Note that update estimates of the values of states are based on estimates of the values of successor states. That is, they update estimates on the basis of other estimates. We call this general idea **bootstrapping**.

Also, it’s important to notice that the k here are **iterations across estimates**, but they’re **not interactions with the environment**. These aren’t episodes, and the agent isn't selecting actions and observing the environment. These aren’t time steps either. Instead, these are the iterations of the iterative policy evaluation algorithm.

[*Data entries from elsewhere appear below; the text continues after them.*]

//! Sign-up, sign-in and session validation.

use crate::api::{Backend, SignUpRequest};
use crate::error::{Error, Result};
use crate::storage;
use crate::types::{AuthSession, UserRole};

pub const MIN_PASSWORD_LEN: usize = 6;

const GOOGLE_AUTH_URL: &str = "https://accounts.google.com/o/oauth2/v2/auth";

/// Implicit-flow URL returning an `id_token` in the fragment.
/// `redirect_uri` must already be URI-encoded.
pub fn google_sign_in_url(client_id: &str, redirect_uri: &str, nonce: &str) -> String {
    format!(
        "{}?client_id={}&redirect_uri={}&response_type=id_token&scope=openid%20email%20profile&nonce={}",
        GOOGLE_AUTH_URL, client_id, redirect_uri, nonce
    )
}

/// Pull `id_token` out of a `#a=b&id_token=...` fragment.
pub fn credential_from_fragment(fragment: &str) -> Option<String> {
    fragment
        .trim_start_matches('#')
        .split('&')
        .filter_map(|pair| pair.split_once('='))
        .find(|(key, _)| *key == "id_token")
        .map(|(_, value)| value.to_string())
        .filter(|value| !value.is_empty())
}

/// Message shown for a failed auth call.
pub fn auth_error_message(err: &Error) -> String {
    match err {
        Error::Http { status: 401 | 404, .. } => "Invalid email or password".to_string(),
        Error::Http { message, .. } if !message.is_empty() => message.clone(),
        Error::Auth(msg) | Error::InvalidInput(msg) => msg.clone(),
        Error::Network(_) => "Could not reach the dojo server. Try again.".to_string(),
        _ => "Something went wrong. Try again.".to_string(),
    }
}

pub fn validate_registration(name: &str, email: &str, password: &str, confirm: &str) -> Result<()> {
    if name.trim().is_empty() {
        return Err(Error::InvalidInput("Please enter your name".into()));
    }
    if !email.contains('@') {
        return Err(Error::InvalidInput("Please enter a valid email".into()));
    }
    if password != confirm {
        return Err(Error::InvalidInput("Passwords do not match".into()));
    }
    if password.len() < MIN_PASSWORD_LEN {
        return Err(Error::InvalidInput(format!(
            "Password must be at least {} characters",
            MIN_PASSWORD_LEN
        )));
    }
    Ok(())
}

pub async fn sign_up<B: Backend>(
    backend: &B,
    name: &str,
    email: &str,
    password: &str,
    confirm: &str,
    role: UserRole,
) -> Result<AuthSession> {
    validate_registration(name, email, password, confirm)?;
    let request = SignUpRequest {
        name: name.trim().to_string(),
        email: email.trim().to_string(),
        password: password.to_string(),
        role,
    };
    let session = backend.sign_up(&request).await.map_err(|e| Error::Auth(auth_error_message(&e)))?;
    storage::save_auth_session(&session);
    Ok(session)
}

pub async fn sign_in<B: Backend>(backend: &B, email: &str, password: &str) -> Result<AuthSession> {
    if email.trim().is_empty() || password.is_empty() {
        return Err(Error::Auth("Enter your email and password".into()));
    }
    let session = backend
        .sign_in(email.trim(), password)
        .await
        .map_err(|e| Error::Auth(auth_error_message(&e)))?;
    storage::save_auth_session(&session);
    Ok(session)
}

pub async fn sign_in_with_google<B: Backend>(backend: &B, credential: &str) -> Result<AuthSession> {
    let session = backend
        .sign_in_with_google(credential)
        .await
        .map_err(|e| Error::Auth(auth_error_message(&e)))?;
    storage::save_auth_session(&session);
    Ok(session)
}

/// Check a stored session with the backend. An invalid token clears it;
/// an unreachable backend keeps it so the app still works offline.
pub async fn restore_session<B: Backend>(backend: &B, stored: Option<AuthSession>) -> Option<AuthSession> {
    let mut session = stored?;
    match backend.validate(&session.token).await {
        Ok(user) => {
            session.user = user;
            storage::save_auth_session(&session);
            Some(session)
        }
        Err(Error::Http { status: 401 | 403, .. }) => {
            tracing::info!("stored session expired");
            storage::clear_auth_session();
            None
        }
        Err(e) => {
            tracing::warn!("could not validate session, keeping it: {}", e);
            Some(session)
        }
    }
}

/// Local sign-out always succeeds; the server call is best effort.
pub async fn sign_out<B: Backend>(backend: &B, session: Option<AuthSession>) {
    storage::clear_auth_session();
    if let Some(session) = session {
        if let Err(e) = backend.sign_out(&session.token).await {
            tracing::warn!("sign out not acknowledged: {}", e);
        }
    }
}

We can write the policy evaluation algorithms in Python:

In [9]:
# We need the policy to evaluate and the MDP the policy runs on 
# The discount factor and gamma are defaults to 1
# Theta is a small number that we use to check for convergence

def policy_evaluation(pi, P, gamma=1.0, theta=1e-10):
    
    # initialize the first-iteration estimates to zero.
    prev_V = np.zeros(len(P))
    
    # looping forever...
    while True:
        # initialize the current-iteration estimates to zero as well.
        V = np.zeros(len(P))
        
        # loop through all states to estimate the state-value function
        for s in range(len(P)):
            
            # we use the policy pi to get the possible transitions,
            # each transition tuple has a probability, next state, 
            # reward, and a done flag indicating whether the next_state 
            # is terminal or not
            for prob, next_state, reward, done in P[s][pi(s)]:
                
                # calculate the value of that state by summing up the 
                # weighted value of that transition
                V[s] += prob * (reward + gamma * prev_V[next_state])
        
        # at the end of each iteration (a state sweep), we make sure 
        # that the state-value functions are changing;
        # otherwise, we call it converged
        if np.max(np.abs(prev_V - V)) < theta:
            break
        
        # finally, copy to get ready for the next iteration or 
        prev_V = V.copy()
        
    # return the latest state-value function    
    return V

We can write also a simple function to print the value function in a readable way:

In [10]:
def print_state_value_function(V, P, n_cols=4, prec=3, title='State-value function:'):
    print(title)
    for s in range(len(P)):
        v = V[s]
        print("| ", end="")
        if np.all([done for action in P[s].values() for _, _, _, done in action]):
            print("".rjust(9), end=" ")
        else:
            print(str(s).zfill(2), '{}'.format(np.round(v, prec)).rjust(6), end=" ")
        if (s + 1) % n_cols == 0: print("|")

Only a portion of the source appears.